Tedavi altta yatan etkene nazaran uygulanıyor
Basit bir tahrişten kaynaklanıyorsa resen geçebilen boğaz ağrısında çoklukla tedaviye muhtaçlık duyuluyor. Öncelikle yapılan detaylı kulak, burun ve boğaz muayenesi sonrasında boğaz ağrısına neden olan sebeplerin, hastalığın seyrinin, hastanın durumunun tespit edilmesi gerekiyor. Alerjiye bağlı tablolar farklı bir tedavi gerektirirken bakteriyel enfeksiyonlar çoklukla antibiyotik tedavisiyle geçiyor; viral enfeksiyonlarda ise antibiyotik kullanımı yarar sağlamıyor, münasebetiyle yalnızca semptomlara yönelik ilaçlara başvuruluyor.

Bulunduğunuz ortamı sık sık havalandırın
Pek çok farklı neden boğaz ağrısına yol açsa da bu ağrıdan korunmak için alınabilecek tedbirler mevcut. Öncelikle istikrarlı beslenerek, tertipli idman yaparak, kâfi müddet uyuyarak ve gerilimden uzak durarak bağışıklık sistemimizi güçlendirmemiz büyük kıymet taşıyor.
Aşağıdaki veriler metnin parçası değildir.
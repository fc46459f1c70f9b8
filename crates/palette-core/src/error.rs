//! # Error Hierarchy
//!
//! Structured error types for the core crate, built with `thiserror`.
//! Each variant carries the offending input so a log line is enough to
//! diagnose the failure.

use thiserror::Error;

/// A color string that is not a `#rrggbb` hex triplet.
#[derive(Error, Debug, Clone, PartialEq, Eq)]
pub enum ColorError {
    /// Wrong number of hex digits after the optional `#`.
    #[error("invalid color \"{0}\" (expected #rrggbb)")]
    InvalidLength(String),

    /// Six characters were present but at least one is not a hex digit.
    #[error("invalid color \"{0}\" (non-hex digit)")]
    InvalidDigit(String),
}

/// A raw document that cannot be turned into a palette at all.
#[derive(Error, Debug, Clone, PartialEq, Eq)]
pub enum NormalizeError {
    /// The document is not a JSON object.
    #[error("palette document must be a JSON object, got {0}")]
    NotAnObject(&'static str),

    /// The document has no string `id` field.
    #[error("palette document has no string id")]
    MissingId,
}

/// Rejected edit on a [`crate::PaletteForm`].
#[derive(Error, Debug, Clone, PartialEq, Eq)]
pub enum FormError {
    /// No color exists at the given position.
    #[error("no color at index {index} (form has {len})")]
    ColorIndex {
        /// Requested position.
        index: usize,
        /// Number of colors in the buffer.
        len: usize,
    },

    /// No text pair exists at the given position.
    #[error("no text pair at index {index} (form has {len})")]
    TextPairIndex {
        /// Requested position.
        index: usize,
        /// Number of text pairs in the buffer.
        len: usize,
    },
}
//! # Request/Response Tracing
//!
//! Configures `tower_http::trace::TraceLayer` for structured request
//! logging with tracing spans.

use tower_http::classify::{ServerErrorsAsFailures, SharedClassifier};
use tower_http::trace::{DefaultMakeSpan, DefaultOnResponse, TraceLayer};
use tracing::Level;

/// Build a `TraceLayer` configured for the palette API.
///
/// Each request gets an INFO span with method and URI; the response is
/// logged at INFO with status and latency.
pub fn layer() -> TraceLayer<SharedClassifier<ServerErrorsAsFailures>> {
    TraceLayer::new_for_http()
        .make_span_with(DefaultMakeSpan::new().level(Level::INFO))
        .on_response(DefaultOnResponse::new().level(Level::INFO))
}
//! # OpenAPI Specification Assembly
//!
//! Assembles the utoipa-documented routes into a single OpenAPI 3.1 spec,
//! served at `/openapi.json`.

use axum::routing::get;
use axum::{Json, Router};
use utoipa::OpenApi;

use crate::state::AppState;

/// Assembled OpenAPI spec for the palette API.
#[derive(OpenApi)]
#[openapi(
    info(
        title = "Palette Catalog API",
        version = "0.1.0",
        description = "Document store for color palettes: titles, notes, style tags, swatch colors, and background/text overrides.",
        license(name = "AGPL-3.0-or-later")
    ),
    paths(
        crate::routes::palettes::list_palettes,
        crate::routes::palettes::get_palette,
        crate::routes::palettes::create_palette,
        crate::routes::palettes::update_palette,
        crate::routes::palettes::delete_palette,
    ),
    components(schemas(
        crate::error::ErrorBody,
        crate::error::ErrorDetail,
        crate::routes::palettes::PaletteRequest,
        crate::routes::palettes::PaletteResponse,
        crate::routes::palettes::TextPairSchema,
    )),
    tags(
        (name = "palettes", description = "Palette collection"),
    )
)]
pub struct ApiDoc;

/// Build the OpenAPI router.
pub fn router() -> Router<AppState> {
    Router::new().route("/openapi.json", get(openapi_json))
}

/// GET /openapi.json — Return the generated OpenAPI specification.
async fn openapi_json() -> Json<utoipa::openapi::OpenApi> {
    Json(ApiDoc::openapi())
}
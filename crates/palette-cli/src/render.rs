//! # Terminal Rendering
//!
//! Palette cards for the terminal: title, tag badges, and one truecolor
//! block per swatch drawn in its resolved text color.

use colored::{Color, ColoredString, Colorize};

use palette_core::{resolve_text_color, BadgeColor, Palette, Rgb};

/// One swatch as it will be drawn.
#[derive(Debug, Clone, Copy, PartialEq, Eq)]
pub struct Swatch<'a> {
    /// Swatch background, as stored.
    pub background: &'a str,
    /// Text color drawn over it.
    pub text: &'a str,
}

/// Resolve every swatch of a palette, in color order.
pub fn swatches(palette: &Palette) -> Vec<Swatch<'_>> {
    palette
        .colors
        .iter()
        .map(|color| Swatch {
            background: color,
            text: resolve_text_color(color, &palette.text_pairs),
        })
        .collect()
}

/// A swatch block labelled with its hex value. Colors that do not parse
/// are left unstyled.
pub fn paint_swatch(swatch: &Swatch<'_>) -> ColoredString {
    let label = format!(" {} ", swatch.background);
    let mut block = label.as_str().normal();
    if let Ok(bg) = Rgb::from_hex(swatch.background) {
        block = block.on_truecolor(bg.r, bg.g, bg.b);
    }
    if let Ok(fg) = Rgb::from_hex(swatch.text) {
        block = block.truecolor(fg.r, fg.g, fg.b);
    }
    block
}

/// Background and foreground for a tag badge.
pub fn badge_colors(badge: BadgeColor) -> (Color, Color) {
    match badge {
        BadgeColor::Gray => (Color::BrightBlack, Color::White),
        BadgeColor::Red => (Color::Red, Color::White),
        BadgeColor::Yellow => (Color::Yellow, Color::Black),
        BadgeColor::Blue => (Color::Blue, Color::White),
    }
}

/// A tag badge, colored by the tag vocabulary.
pub fn paint_badge(tag: &str) -> ColoredString {
    let (bg, fg) = badge_colors(BadgeColor::for_tag(tag));
    let label = format!(" {tag} ");
    label.as_str().on_color(bg).color(fg)
}

/// Multi-line card for one palette.
pub fn card(palette: &Palette) -> String {
    let id = format!("[{}]", palette.id);
    let mut lines = vec![format!(
        "{}  {}",
        palette.display_title().bold(),
        id.as_str().dimmed()
    )];

    if !palette.tags.is_empty() {
        let badges: Vec<String> = palette
            .tags
            .iter()
            .map(|tag| paint_badge(tag).to_string())
            .collect();
        lines.push(format!("  {}", badges.join(" ")));
    }

    if !palette.colors.is_empty() {
        let blocks: Vec<String> = swatches(palette)
            .iter()
            .map(|swatch| paint_swatch(swatch).to_string())
            .collect();
        lines.push(format!("  {}", blocks.join("")));
    }

    if !palette.notes.is_empty() {
        lines.push(format!("  {}", palette.notes.as_str().italic()));
    }

    lines.join("\n")
}

/// Card plus the explicit background/text overrides.
pub fn detail(palette: &Palette) -> String {
    let mut out = card(palette);
    if !palette.text_pairs.is_empty() {
        out.push_str("\n  text pairs:");
        for pair in &palette.text_pairs {
            let swatch = Swatch {
                background: &pair.background,
                text: &pair.text,
            };
            out.push_str(&format!(
                "\n    {} {} on {}",
                paint_swatch(&swatch),
                pair.text,
                pair.background
            ));
        }
    }
    out
}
Bol su tüketimi, tabip denetiminde alınan C vitamini, çinko ile D vitamini de fayda sağlıyor.

Ellerimizi sık yıkayarak şahsî hijyenimize dikkat etmenin yararına da işaret eden Kulak, Burun ve Boğaz Hastalıkları Uzmanı Doç. Dr. Ayça Özbal Koç, alabileceğimiz öteki tedbirleri şöyle özetliyor: “Kapalı ortamlardan, sigara dumanından ve hasta bireylerden uzak durmak, sık havalandırarak bulunduğunuz ortamın havasını taze tutmak kıymetlidir. Burun ve boğaz mukozasının kurumaması için de odayı nemlendirmek gerekmektedir. Ayrıyeten boğazı tahriş eden sigara, tütün eserleri ile çok sıcak ve çok soğuk yiyeceklerden kaçınmak enfeksiyon ve boğaz ağrısı riskini azaltacaktır. Alerjisi olan bireylerin de doktorun önerdiği formda alerji tedavilerini sürdürmeleri gerekmektedir.”